Registrierung historisches Denkmal 25 octobre 2001 (≈ 2001)
Schutz von Fassaden, Dächern und Glasfenstern.
Aujourd'hui
Aujourd'hui
Aujourd'hui Aujourd'hui (≈ 2025)
Position de référence.
2e quart XXe siècle
Bau des Gebäudes
Bau des Gebäudes 2e quart XXe siècle (≈ 2037)

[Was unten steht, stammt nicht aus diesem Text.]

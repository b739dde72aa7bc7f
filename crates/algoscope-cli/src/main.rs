//! algoscope CLI entry point.

use std::{process, str::FromStr};

use clap::Parser;
use log::{LevelFilter, debug, error, info};
use miette::GraphicalReportHandler;

use algoscope_cli::{Args, error_adapter::to_reportable};

fn main() {
    miette::set_panic_hook();

    let args = Args::parse();

    let log_level = LevelFilter::from_str(&args.log_level).unwrap_or_else(|_| {
        eprintln!(
            "Invalid log level: {}. Using 'warn' instead.",
            args.log_level
        );
        LevelFilter::Warn
    });

    env_logger::Builder::from_env(env_logger::Env::default())
        .filter_level(log_level)
        .init();

    info!(log_level:?; "Starting algoscope");
    debug!(args:?; "Parsed arguments");

    if let Err(err) = algoscope_cli::run(&args) {
        let mut writer = String::new();
        if GraphicalReportHandler::new()
            .render_report(&mut writer, &to_reportable(&err))
            .is_err()
        {
            writer = err.to_string();
        }
        error!("{writer}");

        process::exit(1);
    }

    info!("Completed successfully");
}
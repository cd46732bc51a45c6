#[tokio::main]
async fn main() {
    book_orders::start_server().await;
}
use std::{env, fmt::Display, fs::read_to_string, str::FromStr};

use tracing::{info, warn};

/// Runtime configuration, loaded once at startup and held for the process
/// lifetime.
pub struct Config {
    pub port: u16,
    pub db_url: String,
}

impl Config {
    pub fn load() -> Self {
        Self {
            port: try_load("RUST_PORT", "8080"),
            db_url: read_db_url(),
        }
    }
}

fn var(key: &str) -> Result<String, ()> {
    env::var(key).map_err(|_| {
        warn!("Environment variable {key} not found, using default");
    })
}

fn try_load<T: FromStr>(key: &str, default: &str) -> T
where
    T::Err: Display,
{
    var(key)
        .unwrap_or_else(|_| {
            info!("{key} not set, using default: {default}");
            default.to_string()
        })
        .parse()
        .map_err(|e| {
            warn!("Invalid {key} value: {e}");
        })
        .expect("Environment misconfigured!")
}

/// `DB_URL` names the shared Postgres instance. Deployments mount it under
/// `/run/secrets`; bare environments export it as an environment variable.
/// The value embeds credentials and must never be logged.
fn read_db_url() -> String {
    read_secret("DB_URL")
        .or_else(|| env::var("DB_URL").ok())
        .map(|s| s.trim().to_string())
        .filter(|s| !s.is_empty())
        .expect("DB_URL is not configured! Provide /run/secrets/DB_URL or the DB_URL environment variable.")
}

fn read_secret(secret_name: &str) -> Option<String> {
    read_to_string(format!("/run/secrets/{secret_name}")).ok()
}
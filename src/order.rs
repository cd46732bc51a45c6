//! # Orders
//!
//! The one entity this application persists. An [`Order`] is a row in the
//! shared `orders` table; rows are only ever inserted, never updated or
//! deleted here.
//!
//! ## Validation
//!
//! Submissions arrive as raw form text and pass through
//! [`OrderForm::validate`] before anything touches the database:
//! - the name is trimmed and must not end up empty
//! - the quantity must parse as a whole number greater than zero
//!
//! Anything else in the payload is the database's business (`id` and
//! `created_at` are generated there).

use chrono::NaiveDateTime;
use serde::{Deserialize, Serialize};
use sqlx::FromRow;
use thiserror::Error;

/// Timestamp rendering shared by the page listing and the CSV export.
pub const TIMESTAMP_FORMAT: &str = "%Y-%m-%d %H:%M:%S";

/// Spreadsheet apps only detect UTF-8 CSVs when the byte-order mark is there.
const UTF8_BOM: &[u8] = b"\xef\xbb\xbf";

/// A persisted order, as read back from Postgres.
#[derive(Debug, Clone, PartialEq, FromRow, Serialize)]
pub struct Order {
    pub id: i32,
    pub name: String,
    pub quantity: i32,
    pub created_at: NaiveDateTime,
}

/// Raw submission payload.
///
/// The quantity stays a string so that a hand-crafted `quantity=abc` request
/// gets the same validation message as `quantity=0` instead of a bare
/// extractor rejection.
#[derive(Debug, Deserialize)]
pub struct OrderForm {
    pub name: String,
    pub quantity: String,
}

/// A validated order, ready to insert: name trimmed and non-empty,
/// quantity positive.
#[derive(Debug, Clone, PartialEq)]
pub struct NewOrder {
    pub name: String,
    pub quantity: i32,
}

/// Rejections surfaced to the user on the form page. No write is attempted
/// for any of these.
#[derive(Debug, Clone, PartialEq, Error)]
pub enum ValidationError {
    #[error("Name must not be blank.")]
    EmptyName,

    #[error("Quantity must be a positive whole number.")]
    InvalidQuantity,
}

impl OrderForm {
    pub fn validate(&self) -> Result<NewOrder, ValidationError> {
        let name = self.name.trim();
        if name.is_empty() {
            return Err(ValidationError::EmptyName);
        }

        let quantity: i32 = self
            .quantity
            .trim()
            .parse()
            .map_err(|_| ValidationError::InvalidQuantity)?;
        if quantity <= 0 {
            return Err(ValidationError::InvalidQuantity);
        }

        Ok(NewOrder {
            name: name.to_string(),
            quantity,
        })
    }
}

/// Renders orders as a CSV attachment body, in the same newest-first order as
/// the page listing.
pub fn orders_to_csv(orders: &[Order]) -> Result<Vec<u8>, csv::Error> {
    let mut buf = UTF8_BOM.to_vec();
    {
        let mut writer = csv::Writer::from_writer(&mut buf);
        writer.write_record(["id", "name", "quantity", "created_at"])?;
        for order in orders {
            writer.write_record([
                order.id.to_string(),
                order.name.clone(),
                order.quantity.to_string(),
                order.created_at.format(TIMESTAMP_FORMAT).to_string(),
            ])?;
        }
        writer.flush()?;
    }
    Ok(buf)
}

Zeit der Realisierung durch Henry Astruc.
Kulturgüter
Fassaden, Dächer und Kino (Kasten 14: 01 AF 8): Beschriftung bis 10. Februar 1986
Kennzahlen
Henry Astruc - Architekt
Designer des Studio Hotelgebäudes.
Francis Jourdain - Glasmaler
Autor von geschützten Glasfenstern.
Ursprung und Geschichte
Das Studio Hôtel-Gebäude ist ein ikonisches Gebäude im 14. Arrondissement von Paris, in der Nähe von 9 rue Delambre. Im 2. Quartal des 20. Jahrhunderts erbaut, verkörpert es die moderne Architektur dieser Zeit, mit bemerkenswerten künstlerischen Elementen wie seinen Glasfenstern. Das Gebäude wurde am 25. Oktober 2001 als historische Monumente gelistet, eine Anerkennung, die speziell seine Fassaden, Dächer und Glasfenster auf dem Hof schützt und deren historische Bedeutung bezeugt.

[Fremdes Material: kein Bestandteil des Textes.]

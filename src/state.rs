use std::sync::Arc;

use sqlx::PgPool;
use tera::Tera;

use crate::{config::Config, database, templates::load_templates};

/// Everything a request handler needs, built once at startup. Requests share
/// it through an [`Arc`]; nothing in here is mutable, so there is no teardown
/// beyond process exit.
pub struct AppState {
    pub config: Config,
    pub pool: PgPool,
    pub templates: Tera,
}

impl AppState {
    pub async fn new() -> Arc<Self> {
        let config = Config::load();

        let pool = database::connect(&config.db_url)
            .await
            .expect("Could not reach the database configured in DB_URL!");
        database::ensure_schema(&pool)
            .await
            .expect("Could not initialize the orders table!");

        let templates = load_templates();

        Arc::new(Self {
            config,
            pool,
            templates,
        })
    }
}
//! # Pages
//!
//! The single HTML page this application serves: order form on top, flash
//! banner when a submission just happened, the latest orders underneath, and
//! a CSV download link.
//!
//! ## Rendering
//!
//! The template is compiled into the binary with `include_str!`, so the
//! deployed container needs no template directory. Tera autoescapes `.html`
//! templates, which is what keeps user-supplied names inert on the page.
//!
//! ## Flash codes
//!
//! Submissions redirect back to `/` with `?flash=<code>`; the code picks a
//! fixed banner. Codes, not free text, travel in the URL so a hand-edited
//! query string cannot put arbitrary content on the page.

use serde::Serialize;
use tera::{Context, Tera};

use crate::order::{Order, ValidationError, TIMESTAMP_FORMAT};

pub const PAGE_TITLE: &str = "Book Order Form";

pub const FLASH_SUBMITTED: &str = "submitted";
pub const FLASH_EMPTY_NAME: &str = "empty-name";
pub const FLASH_BAD_QUANTITY: &str = "bad-quantity";
pub const FLASH_WRITE_FAILED: &str = "write-failed";

const INDEX_TEMPLATE: &str = include_str!("../templates/index.html");

/// One-shot banner shown after a redirect.
#[derive(Debug, Serialize)]
pub struct Flash {
    pub kind: &'static str,
    pub message: String,
}

impl Flash {
    fn success(message: impl Into<String>) -> Self {
        Self {
            kind: "success",
            message: message.into(),
        }
    }

    fn error(message: impl Into<String>) -> Self {
        Self {
            kind: "error",
            message: message.into(),
        }
    }
}

/// Banner for a flash code from the query string. Unknown codes map to
/// `None` and render nothing.
pub fn flash_for(code: &str) -> Option<Flash> {
    match code {
        FLASH_SUBMITTED => Some(Flash::success("Order submitted!")),
        FLASH_EMPTY_NAME => Some(Flash::error(ValidationError::EmptyName.to_string())),
        FLASH_BAD_QUANTITY => Some(Flash::error(ValidationError::InvalidQuantity.to_string())),
        FLASH_WRITE_FAILED => Some(Flash::error("Saving the order failed. Please try again.")),
        _ => None,
    }
}

/// The flash code a rejected submission redirects with.
pub fn flash_code(error: &ValidationError) -> &'static str {
    match error {
        ValidationError::EmptyName => FLASH_EMPTY_NAME,
        ValidationError::InvalidQuantity => FLASH_BAD_QUANTITY,
    }
}

/// Listing row with the timestamp preformatted for display.
#[derive(Debug, Serialize)]
pub struct OrderRow {
    pub id: i32,
    pub name: String,
    pub quantity: i32,
    pub created_at: String,
}

impl From<&Order> for OrderRow {
    fn from(order: &Order) -> Self {
        Self {
            id: order.id,
            name: order.name.clone(),
            quantity: order.quantity,
            created_at: order.created_at.format(TIMESTAMP_FORMAT).to_string(),
        }
    }
}

pub fn load_templates() -> Tera {
    let mut tera = Tera::default();
    tera.add_raw_template("index.html", INDEX_TEMPLATE)
        .expect("Bundled index.html template is malformed!");
    tera
}

/// Renders the whole page. `orders: None` means the listing query failed;
/// the table gives way to a notice and the form stays usable.
pub fn render_index(
    tera: &Tera,
    flash: Option<Flash>,
    orders: Option<Vec<OrderRow>>,
) -> Result<String, tera::Error> {
    let mut context = Context::new();
    context.insert("title", PAGE_TITLE);
    context.insert("flash", &flash);
    context.insert("load_failed", &orders.is_none());
    context.insert(
        "has_orders",
        &orders.as_ref().is_some_and(|rows| !rows.is_empty()),
    );
    context.insert("orders", &orders.unwrap_or_default());
    tera.render("index.html", &context)
}

#[cfg(test)]
mod tests {
    use super::*;
    use chrono::NaiveDate;

    fn row(id: i32, name: &str) -> OrderRow {
        OrderRow {
            id,
            name: name.to_string(),
            quantity: 2,
            created_at: "2026-08-22 12:30:00".to_string(),
        }
    }

    #[test]
    fn renders_form_and_listing() {
        let tera = load_templates();
        let html = render_index(&tera, None, Some(vec![row(1, "Alice")])).unwrap();

        assert!(html.contains(PAGE_TITLE));
        assert!(html.contains("<form method=\"post\" action=\"/orders\""));
        assert!(html.contains("Alice"));
        assert!(html.contains("/orders.csv"));
    }

    #[test]
    fn escapes_user_supplied_names() {
        let tera = load_templates();
        let html = render_index(&tera, None, Some(vec![row(1, "<script>alert(1)</script>")]))
            .unwrap();

        assert!(!html.contains("<script>alert(1)</script>"));
        assert!(html.contains("&lt;script&gt;"));
    }

    #[test]
    fn shows_flash_banner() {
        let tera = load_templates();
        let html = render_index(&tera, flash_for(FLASH_SUBMITTED), Some(vec![])).unwrap();
        assert!(html.contains("Order submitted!"));
        assert!(html.contains("flash success"));
    }

    #[test]
    fn unknown_flash_codes_render_nothing() {
        assert!(flash_for("nonsense").is_none());

        let tera = load_templates();
        let html = render_index(&tera, None, Some(vec![])).unwrap();
        assert!(!html.contains("class=\"flash success\""));
        assert!(html.contains("No orders yet."));
    }

    #[test]
    fn failed_listing_keeps_the_form() {
        let tera = load_templates();
        let html = render_index(&tera, None, None).unwrap();

        assert!(html.contains("Could not load the order list."));
        assert!(html.contains("<form method=\"post\" action=\"/orders\""));
        assert!(!html.contains("/orders.csv"));
    }

    #[test]
    fn validation_errors_map_to_their_codes() {
        assert_eq!(flash_code(&ValidationError::EmptyName), FLASH_EMPTY_NAME);
        assert_eq!(
            flash_code(&ValidationError::InvalidQuantity),
            FLASH_BAD_QUANTITY
        );
    }

    #[test]
    fn order_rows_format_timestamps() {
        let order = Order {
            id: 9,
            name: "Bob".to_string(),
            quantity: 1,
            created_at: NaiveDate::from_ymd_opt(2026, 8, 22)
                .unwrap()
                .and_hms_opt(9, 5, 0)
                .unwrap(),
        };
        let row = OrderRow::from(&order);
        assert_eq!(row.created_at, "2026-08-22 09:05:00");
    }
}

Das vom Architekten Henry Astruc entworfene Gebäude zeichnet sich auch durch die Zusammenarbeit mit dem Maler-Glassmann Francis Jourdain aus, dessen Glasfenster zu seinem einzigartigen Charakter beitragen. Zu den geschützten Elementen gehören das ursprüngliche Gebäude in seiner Gesamtheit (cadastre AG 74), mit besonderer Aufmerksamkeit auf Innen- und Außendekorationen. Obwohl die anfängliche Berufung (Hotel, Studios oder andere) nicht explizit in den Quellen detailliert ist, ist ihr Stil und Schutz ein bemerkenswertes Beispiel für das Pariser Erbe des 20. Jahrhunderts.
Die Lage des Gebäudes, im 14. Arrondissement, befindet sich in einer Nachbarschaft, die zu Beginn des 20. Jahrhunderts urbane Transformation erfährt. Paris genossen dann einen architektonischen Boom, der Moderne und Tradition kombiniert, mit Gebäuden wie diesem, die die technischen und ästhetischen Innovationen der Zeit widerspiegeln. Die Inschrift im Titel der historischen Denkmäler betont ihre Rolle in kollektivem Gedächtnis, während ein künstlerisches und urbanes Erbe für zukünftige Generationen zu bewahren.